Сверху все сыпало и сыпало водяной пылью. «Капает, капает, и откуда он берет что капать?» — вздыхал Петровых.

Невыносимо было смотреть, как новенькие, красивые машины беспомощно мокнут среди грязи. Игорь брал тавотницу и сам ходил, то тут, то там подновляя стекший тавот. Он готов был снять с себя куртку и накрыть ею машины. У него уже не было ни злости, ни обиды, как в первые дни приезда; ему уже не на кого было злиться. Теперь эти машины стали его собственностью, и он страдал и тревожился за них, готовый заслонить их своим телом. Все кругом было его: эти сырые, черные стены мастерских, эти дощатые склады, эти толевые навесы, по которым стучит дождь. Какие ни есть, они принадлежат ему. Их убогая ветхость делала их беззащитными и переполняла его заботливой нежностью. Он казался себе огромным и сильным, способным защитить их.

Сама не понимая почему, Тоня тянула и медлила, никак не определяя срок отъезда. Она перестирала все белье, зачинила, выгладила, пересыпала нафталином зимние вещи, купила полмешка картошки, консервы, масло, соль — словом, приготовила Игоря так, как будто уезжала на несколько месяцев. С чисто женским высокомерием она считала мужчин безнадежно беспомощными и невежественными в любых хозяйственных делах. Никакие технические знания Игоря не могли сломить ее уверенности в том, что, зажигая керосинку, он непременно устроит пожар или взорвет дом. Немедленно после ее отъезда он сделает все для того, чтобы комната заросла грязью, перебьет посуду, перестанет мыться, отрастит бороду, изорвет белье, одичает и начнет есть сырую картошку, запивая подсолнечным маслом. Снова и снова она яростно обметала углы, уже впрок, сдирая с них будущую паутину, надраивала подоконники, видя на них окаменелые остатки будущих завтраков, груды высохших окурков.

Письмо Семена вытолкнуло ее из неопределенности ожидания. Ей не хватало сигнала, повода.

Игорь прочел письмо вслух. Последняя страничка заставила его нахмуриться. Тоня знала этот наивный способ скрывать раскаяние и досаду, обращенные на самого себя. Затем последовало небрежное согласие, произнесенное в адрес Семена, как будто речь шла о чем-то настолько ясном и естественном, что непонятно было, зачем потребовалось такое огромное письмо: все равно чертежи валяются здесь без толку.
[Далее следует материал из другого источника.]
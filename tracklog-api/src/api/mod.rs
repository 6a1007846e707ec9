//! HTTP handlers

pub mod health;
pub mod tracks;

pub use health::health_routes;
pub use tracks::{record_play, top_tracks};
//! Parsing context for listing pages

/// Context information for parsing one listing page
#[derive(Debug, Clone, Copy, PartialEq, Eq)]
pub struct ParseContext {
    /// Zero-based page number within the crawl
    pub page_index: u32,

    /// Pagination offset the page was requested with
    pub offset: u32,

    /// Expected number of entries per page (for diagnostics only)
    pub expected_entries: u32,
}

impl ParseContext {
    /// Create new parse context
    pub fn new(page_index: u32, offset: u32) -> Self {
        use crate::infrastructure::config::defaults::PAGE_SIZE;

        Self {
            page_index,
            offset,
            expected_entries: PAGE_SIZE,
        }
    }

    /// Set expected entries per page
    pub fn with_expected_entries(mut self, count: u32) -> Self {
        self.expected_entries = count;
        self
    }
}
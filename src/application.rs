//! Application layer module
//!
//! Use cases that orchestrate the crawling and export infrastructure.

pub mod crawl_session;

pub use crawl_session::{CrawlSession, SessionReport};
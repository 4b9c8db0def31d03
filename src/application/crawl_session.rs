//! Crawl session use case
//!
//! Wires configuration, page source, crawler and exporter together. The
//! crawl itself never fails; only setup and the final write can.

#![allow(clippy::uninlined_format_args)]

use crate::domain::movie::{MovieRecord, MovieRow};
use crate::infrastructure::config::AppConfig;
use crate::infrastructure::crawling::{CrawlSummary, PageSource, Top250Crawler};
use crate::infrastructure::csv_export::CsvExporter;
use crate::infrastructure::parsing::MovieListParser;
use crate::infrastructure::simple_http_client::HttpClient;
use anyhow::{Context, Result};
use std::path::PathBuf;
use tracing::info;

/// Result of one complete crawl-and-export run
#[derive(Debug, Clone)]
pub struct SessionReport {
    pub summary: CrawlSummary,
    pub records_written: usize,
    pub output_path: PathBuf,
    pub preview: Vec<MovieRow>,
}

pub struct CrawlSession {
    config: AppConfig,
}

impl CrawlSession {
    pub fn new(config: AppConfig) -> Self {
        Self { config }
    }

    /// Crawl the live chart over HTTP and export it
    pub async fn run(&self) -> Result<SessionReport> {
        self.config
            .crawler
            .validate()
            .context("Invalid crawler configuration")?;
        let client = HttpClient::with_config(&self.config.crawler).context("Failed to create HTTP client")?;
        self.run_with_source(client).await
    }

    /// Crawl from any page source and export it
    pub async fn run_with_source<S: PageSource>(&self, source: S) -> Result<SessionReport> {
        let parser = MovieListParser::with_config(&self.config.selectors)
            .context("Failed to create listing parser")?;
        let crawler = Top250Crawler::new(source, parser, self.config.crawler.clone());

        let outcome = crawler.fetch_all().await;

        let output_path = self.config.export.output_path.clone();
        let records_written = CsvExporter::new()
            .write(&outcome.records, &output_path)
            .with_context(|| format!("Failed to write {}", output_path.display()))?;

        let preview = preview_rows(&outcome.records, self.config.export.preview_rows);
        log_preview(&preview);

        Ok(SessionReport {
            summary: outcome.summary,
            records_written,
            output_path,
            preview,
        })
    }
}

/// First `limit` records as export rows
pub fn preview_rows(records: &[MovieRecord], limit: usize) -> Vec<MovieRow> {
    records.iter().take(limit).map(MovieRow::from).collect()
}

fn log_preview(rows: &[MovieRow]) {
    for (index, row) in rows.iter().enumerate() {
        info!(
            "{:>3} | {} | {} | {} | {} | {}",
            index + 1,
            row.title,
            row.year,
            row.rating.map(|r| r.to_string()).unwrap_or_default(),
            row.num_ratings.map(|n| n.to_string()).unwrap_or_default(),
            row.tail
        );
    }
}

#[cfg(test)]
mod tests {
    use super::*;
    use crate::infrastructure::simple_http_client::FetchError;
    use async_trait::async_trait;
    use tempfile::tempdir;

    struct OnePage;

    #[async_trait]
    impl PageSource for OnePage {
        async fn fetch_page(&self, offset: u32) -> Result<String, FetchError> {
            if offset == 0 {
                Ok(r#"<div class="item"><div class="hd"><span class="title">千与千寻</span></div>
                    <div class="bd"><p>导演: 宫崎骏<br>2001 / 日本 / 剧情 动画 奇幻</p>
                    <div><span class="rating_num">9.4</span><span>2,345,678人评价</span></div></div></div>"#
                    .to_string())
            } else {
                Ok("<html><body></body></html>".to_string())
            }
        }
    }

    #[tokio::test(start_paused = true)]
    async fn test_session_writes_csv_and_preview() {
        let dir = tempdir().unwrap();
        let mut config = AppConfig::default();
        config.export.output_path = dir.path().join("top250.csv");

        let report = CrawlSession::new(config).run_with_source(OnePage).await.unwrap();

        assert_eq!(report.records_written, 1);
        assert!(report.summary.stopped_early);
        assert!(report.output_path.exists());
        assert_eq!(report.preview.len(), 1);
        assert_eq!(report.preview[0].rating, Some(9.4));
        assert_eq!(report.preview[0].num_ratings, Some(2_345_678));
        assert_eq!(report.preview[0].tail, "日本 / 剧情 动画 奇幻");
    }

    #[tokio::test]
    async fn test_invalid_selectors_fail_setup() {
        let mut config = AppConfig::default();
        config.selectors.entry = "div[".to_string();

        let result = CrawlSession::new(config).run_with_source(OnePage).await;
        assert!(result.is_err());
    }

    #[test]
    fn test_preview_limit() {
        let records = vec![MovieRecord::default(); 8];
        assert_eq!(preview_rows(&records, 5).len(), 5);
        assert_eq!(preview_rows(&records[..2], 5).len(), 2);
    }
}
И тут же он полез в чемодан и вытащил перевязанную бечевкой папку.

— Тебе не жалко? — спросила Тоня.

Он распустил бечевку. Перебирал, рассматривал, подолгу держал каждый листок.

— А чего жалеть? — пробурчал он. — Там хоть на пользу пойдет. Единственно выйдет неудобно, если все это мыльный пузырь. Ведь на практике-то не проверил. Тут что? Эскизы! Конечно, своими руками бы изготовить… Ну, да Вера сама разберется.

— Она разберется, еще бы, — угрожающе подтвердила Тоня. — Нет, я не понимаю тебя. Отдать так, за здорово живешь, и кому — Сизовой! Она тебе такую свинью подложила. Она тебе все это подстроила.

Игорь миролюбиво, с потаенным вздохом закрыл папку.

— Что было, то было. Ей и так досталось.

— Мало! Так ей и надо. Не рой яму другому. Нет, нисколечко мне ее не жалко. Карьеристка! Лосев правильно тебе говорил.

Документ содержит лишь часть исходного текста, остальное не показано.